## TASK DETAILS
What is needed here is an exact transcription of all the entries.
====== THE DATA ======
//! Blocking HTTP transport with the fixed 401/500 policy.

use std::borrow::Cow;
use std::path::Path;
use std::sync::Arc;

use reqwest::Method;
use reqwest::Version;
use reqwest::blocking::Client;
use reqwest::header::{
    ACCEPT, AUTHORIZATION, CONTENT_TYPE, HeaderMap, HeaderName, HeaderValue, USER_AGENT,
};

use super::config::TransportOptions;
use super::error::Error;
use super::log::RequestLog;
use super::request::{RequestBody, RequestOptions};

/// `User-Agent` sent unless overridden.
pub const DEFAULT_USER_AGENT: &str = concat!("einvoice-client/", env!("CARGO_PKG_VERSION"));

/// A configured HTTP client bound to one base URL.
///
/// Cloning is cheap and yields the same instance (see
/// [`same_instance`](Self::same_instance)). A transport is never mutated:
/// sessions derive a new one whenever their token or log file changes, and
/// handles to the previous transport keep working with the previous settings.
#[derive(Debug, Clone)]
pub struct Transport {
    inner: Arc<Inner>,
}

#[derive(Debug)]
struct Inner {
    client: Client,
    base_url: String,
    default_headers: HeaderMap,
    log: Option<RequestLog>,
}

/// A fully read HTTP response.
#[derive(Debug, Clone)]
pub struct RawResponse {
    pub status: u16,
    pub headers: HeaderMap,
    pub body: Vec<u8>,
}

impl RawResponse {
    pub fn is_success(&self) -> bool {
        (200..300).contains(&self.status)
    }

    /// Body as text, replacing invalid UTF-8.
    pub fn text(&self) -> Cow<'_, str> {
        String::from_utf8_lossy(&self.body)
    }

    /// Value of a response header, if present and valid UTF-8.
    pub fn header(&self, name: &str) -> Option<&str> {
        self.headers.get(name).and_then(|v| v.to_str().ok())
    }
}

impl Transport {
    /// Build a transport from scratch.
    ///
    /// `base_url` must already be normalized. Opens the log file when given.
    pub(crate) fn build(
        base_url: &str,
        token: Option<&str>,
        options: &TransportOptions,
        log_file: Option<&Path>,
    ) -> Result<Self, Error> {
        let default_headers = default_headers(token, options)?;
        let log = log_file.map(RequestLog::open).transpose()?;

        let mut builder = Client::builder()
            .default_headers(default_headers.clone())
            .timeout(options.timeout_duration());
        if let Some(connect_timeout) = options.connect_timeout_duration() {
            builder = builder.connect_timeout(connect_timeout);
        }
        let client = builder
            .build()
            .map_err(|e| Error::Config(format!("cannot build HTTP client: {e}")))?;

        Ok(Self {
            inner: Arc::new(Inner {
                client,
                base_url: base_url.to_string(),
                default_headers,
                log,
            }),
        })
    }

    pub fn base_url(&self) -> &str {
        &self.inner.base_url
    }

    /// Headers attached to every request, including `Authorization`.
    pub fn default_headers(&self) -> &HeaderMap {
        &self.inner.default_headers
    }

    /// Current bearer token, read back from the `Authorization` header.
    pub fn bearer_token(&self) -> Option<&str> {
        self.inner
            .default_headers
            .get(AUTHORIZATION)
            .and_then(|v| v.to_str().ok())
            .and_then(|v| v.strip_prefix("Bearer "))
    }

    pub fn request_log(&self) -> Option<&RequestLog> {
        self.inner.log.as_ref()
    }

    /// Whether both handles point at the same transport instance.
    pub fn same_instance(&self, other: &Transport) -> bool {
        Arc::ptr_eq(&self.inner, &other.inner)
    }

    /// Execute one request and block until the full response is read.
    ///
    /// `path` is appended to the base URL as is; callers encode segments.
    ///
    /// # Errors
    ///
    /// - [`Error::Authentication`] on 401, whatever the body says;
    /// - [`Error::Server`] on 500, carrying the response body;
    /// - [`Error::Http`] when no response could be obtained.
    ///
    /// Every other status, including other 4xx/5xx, is returned as is.
    pub fn request(
        &self,
        method: Method,
        path: &str,
        options: RequestOptions,
    ) -> Result<RawResponse, Error> {
        let url = format!("{}{}", self.inner.base_url, path);
        let mut builder = self.inner.client.request(method.clone(), &url);

        if !options.query.is_empty() {
            builder = builder.query(&options.query);
        }
        for (name, value) in &options.headers {
            builder = builder.header(name.as_str(), value.as_str());
        }
        if let Some((user, password)) = &options.basic_auth {
            builder = builder.basic_auth(user, Some(password));
        }
        match options.body {
            Some(RequestBody::Json(bytes)) => {
                builder = builder
                    .header(CONTENT_TYPE, "application/json")
                    .body(bytes);
            }
            Some(RequestBody::Raw {
                bytes,
                content_type,
            }) => {
                builder = builder.header(CONTENT_TYPE, content_type).body(bytes);
            }
            None => {}
        }

        let request = builder.build()?;

        if let Some(log) = &self.inner.log {
            let mut headers = self.inner.default_headers.clone();
            for (name, value) in request.headers() {
                headers.insert(name.clone(), value.clone());
            }
            let body = request
                .body()
                .and_then(|b| b.as_bytes())
                .map(String::from_utf8_lossy)
                .unwrap_or_default();
            log.log_request(
                request.method().as_str(),
                request.url().as_str(),
                version_str(request.version()),
                &body,
                &headers,
            );
        }

        tracing::debug!(method = %method, url = %request.url(), "sending request");
        let response = self.inner.client.execute(request)?;
        let status = response.status().as_u16();
        let headers = response.headers().clone();
        let body = response.bytes()?.to_vec();
        tracing::debug!(method = %method, path, status, "response received");

        let response = RawResponse {
            status,
            headers,
            body,
        };

        if let Some(log) = &self.inner.log {
            log.log_response(status, &response.text());
        }

        match status {
            401 => Err(Error::Authentication {
                endpoint: Some(path.to_string()),
                method: Some(method.to_string()),
            }),
            500 => {
                let body = response.text().into_owned();
                tracing::warn!(method = %method, path, body = %body, "internal server error");
                Err(Error::Server {
                    body,
                    endpoint: Some(path.to_string()),
                    method: Some(method.to_string()),
                })
            }
            _ => Ok(response),
        }
    }
}

/// Default headers for a transport: JSON content negotiation, user agent,
/// caller headers on top, then the bearer token.
pub(crate) fn default_headers(
    token: Option<&str>,
    options: &TransportOptions,
) -> Result<HeaderMap, Error> {
    let mut headers = HeaderMap::new();
    headers.insert(ACCEPT, HeaderValue::from_static("application/json"));
    headers.insert(CONTENT_TYPE, HeaderValue::from_static("application/json"));
    let user_agent = options.user_agent.as_deref().unwrap_or(DEFAULT_USER_AGENT);
    headers.insert(USER_AGENT, header_value(user_agent)?);

    for (name, value) in &options.headers {
        let name = HeaderName::from_bytes(name.as_bytes())
            .map_err(|e| Error::Config(format!("invalid header name {name:?}: {e}")))?;
        headers.insert(name, header_value(value)?);
    }

    if let Some(token) = token {
        let mut value = header_value(&format!("Bearer {token}"))?;
        value.set_sensitive(true);
        headers.insert(AUTHORIZATION, value);
    }
    Ok(headers)
}

fn header_value(value: &str) -> Result<HeaderValue, Error> {
    HeaderValue::from_str(value)
        .map_err(|e| Error::Config(format!("invalid header value {value:?}: {e}")))
}

fn version_str(version: Version) -> &'static str {
    if version == Version::HTTP_09 {
        "0.9"
    } else if version == Version::HTTP_10 {
        "1.0"
    } else if version == Version::HTTP_2 {
        "2.0"
    } else if version == Version::HTTP_3 {
        "3.0"
    } else {
        "1.1"
    }
}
======
## WRITTEN SOLUTION
//! Blocking HTTP transport with the fixed 401/500 policy.

use std::borrow::Cow;
use std::path::Path;
use std::sync::Arc;

use reqwest::Method;
use reqwest::Version;
use reqwest::blocking::Client;
use reqwest::header::{
    ACCEPT, AUTHORIZATION, CONTENT_TYPE, HeaderMap, HeaderName, HeaderValue, USER_AGENT,
};

use super::config::TransportOptions;
use super::error::Error;
use super::log::RequestLog;
use super::request::{RequestBody, RequestOptions};

/// `User-Agent` sent unless overridden.
pub const DEFAULT_USER_AGENT: &str = concat!("einvoice-client/", env!("CARGO_PKG_VERSION"));

/// A configured HTTP client bound to one base URL.
///
/// Cloning is cheap and yields the same instance (see
/// [`same_instance`](Self::same_instance)). A transport is never mutated:
/// sessions derive a new one whenever their token or log file changes, and
/// handles to the previous transport keep working with the previous settings.
#[derive(Debug, Clone)]
pub struct Transport {
    inner: Arc<Inner>,
}

#[derive(Debug)]
struct Inner {
    client: Client,
    base_url: String,
    default_headers: HeaderMap,
    log: Option<RequestLog>,
}

/// A fully read HTTP response.
#[derive(Debug, Clone)]
pub struct RawResponse {
    pub status: u16,
    pub headers: HeaderMap,
    pub body: Vec<u8>,
}

impl RawResponse {
    pub fn is_success(&self) -> bool {
        (200..300).contains(&self.status)
    }

    /// Body as text, replacing invalid UTF-8.
    pub fn text(&self) -> Cow<'_, str> {
        String::from_utf8_lossy(&self.body)
    }

    /// Value of a response header, if present and valid UTF-8.
    pub fn header(&self, name: &str) -> Option<&str> {
        self.headers.get(name).and_then(|v| v.to_str().ok())
    }
}

impl Transport {
    /// Build a transport from scratch.
    ///
    /// `base_url` must already be normalized. Opens the log file when given.
    pub(crate) fn build(
        base_url: &str,
        token: Option<&str>,
        options: &TransportOptions,
        log_file: Option<&Path>,
    ) -> Result<Self, Error> {
        let default_headers = default_headers(token, options)?;
        let log = log_file.map(RequestLog::open).transpose()?;

        let mut builder = Client::builder()
            .default_headers(default_headers.clone())
            .timeout(options.timeout_duration());
        if let Some(connect_timeout) = options.connect_timeout_duration() {
            builder = builder.connect_timeout(connect_timeout);
        }
        let client = builder
            .build()
            .map_err(|e| Error::Config(format!("cannot build HTTP client: {e}")))?;

        Ok(Self {
            inner: Arc::new(Inner {
                client,
                base_url: base_url.to_string(),
                default_headers,
                log,
            }),
        })
    }

    pub fn base_url(&self) -> &str {
        &self.inner.base_url
    }

    /// Headers attached to every request, including `Authorization`.
    pub fn default_headers(&self) -> &HeaderMap {
        &self.inner.default_headers
    }

    /// Current bearer token, read back from the `Authorization` header.
    pub fn bearer_token(&self) -> Option<&str> {
        self.inner
            .default_headers
            .get(AUTHORIZATION)
            .and_then(|v| v.to_str().ok())
            .and_then(|v| v.strip_prefix("Bearer "))
    }

    pub fn request_log(&self) -> Option<&RequestLog> {
        self.inner.log.as_ref()
    }

    /// Whether both handles point at the same transport instance.
    pub fn same_instance(&self, other: &Transport) -> bool {
        Arc::ptr_eq(&self.inner, &other.inner)
    }

    /// Execute one request and block until the full response is read.
    ///
    /// `path` is appended to the base URL as is; callers encode segments.
    ///
    /// # Errors
    ///
    /// - [`Error::Authentication`] on 401, whatever the body says;
    /// - [`Error::Server`] on 500, carrying the response body;
    /// - [`Error::Http`] when no response could be obtained.
    ///
    /// Every other status, including other 4xx/5xx, is returned as is.
    pub fn request(
        &self,
        method: Method,
        path: &str,
        options: RequestOptions,
    ) -> Result<RawResponse, Error> {
        let url = format!("{}{}", self.inner.base_url, path);
        let mut builder = self.inner.client.request(method.clone(), &url);

        if !options.query.is_empty() {
            builder = builder.query(&options.query);
        }
        for (name, value) in &options.headers {
            builder = builder.header(name.as_str(), value.as_str());
        }
        if let Some((user, password)) = &options.basic_auth {
            builder = builder.basic_auth(user, Some(password));
        }
        match options.body {
            Some(RequestBody::Json(bytes)) => {
                builder = builder
                    .header(CONTENT_TYPE, "application/json")
                    .body(bytes);
            }
            Some(RequestBody::Raw {
                bytes,
                content_type,
            }) => {
                builder = builder.header(CONTENT_TYPE, content_type).body(bytes);
            }
            None => {}
        }

        let request = builder.build()?;

        if let Some(log) = &self.inner.log {
            let mut headers = self.inner.default_headers.clone();
            for (name, value) in request.headers() {
                headers.insert(name.clone(), value.clone());
            }
            let body = request
                .body()
                .and_then(|b| b.as_bytes())
                .map(String::from_utf8_lossy)
                .unwrap_or_default();
            log.log_request(
                request.method().as_str(),
                request.url().as_str(),
                version_str(request.version()),
                &body,
                &headers,
            );
        }

        tracing::debug!(method = %method, url = %request.url(), "sending request");
        let response = self.inner.client.execute(request)?;
        let status = response.status().as_u16();
        let headers = response.headers().clone();
        let body = response.bytes()?.to_vec();
        tracing::debug!(method = %method, path, status, "response received");

        let response = RawResponse {
            status,
            headers,
            body,
        };

        if let Some(log) = &self.inner.log {
            log.log_response(status, &response.text());
        }

        match status {
            401 => Err(Error::Authentication {
                endpoint: Some(path.to_string()),
                method: Some(method.to_string()),
            }),
            500 => {
                let body = response.text().into_owned();
                tracing::warn!(method = %method, path, body = %body, "internal server error");
                Err(Error::Server {
                    body,
                    endpoint: Some(path.to_string()),
                    method: Some(method.to_string()),
                })
            }
            _ => Ok(response),
        }
    }
}

/// Default headers for a transport: JSON content negotiation, user agent,
/// caller headers on top, then the bearer token.
pub(crate) fn default_headers(
    token: Option<&str>,
    options: &TransportOptions,
) -> Result<HeaderMap, Error> {
    let mut headers = HeaderMap::new();
    headers.insert(ACCEPT, HeaderValue::from_static("application/json"));
    headers.insert(CONTENT_TYPE, HeaderValue::from_static("application/json"));
    let user_agent = options.user_agent.as_deref().unwrap_or(DEFAULT_USER_AGENT);
    headers.insert(USER_AGENT, header_value(user_agent)?);

    for (name, value) in &options.headers {
        let name = HeaderName::from_bytes(name.as_bytes())
            .map_err(|e| Error::Config(format!("invalid header name {name:?}: {e}")))?;
        headers.insert(name, header_value(value)?);
    }

    if let Some(token) = token {
        let mut value = header_value(&format!("Bearer {token}"))?;
        value.set_sensitive(true);
        headers.insert(AUTHORIZATION, value);
    }
    Ok(headers)
}

fn header_value(value: &str) -> Result<HeaderValue, Error> {
    HeaderValue::from_str(value)
        .map_err(|e| Error::Config(format!("invalid header value {value:?}: {e}")))
}

fn version_str(version: Version) -> &'static str {
    if version == Version::HTTP_09 {
        "0.9"
    } else if version == Version::HTTP_10 {
        "1.0"
    } else if version == Version::HTTP_2 {
        "2.0"
    } else if version == Version::HTTP_3 {
        "3.0"
    } else {
        "1.1"
    }
}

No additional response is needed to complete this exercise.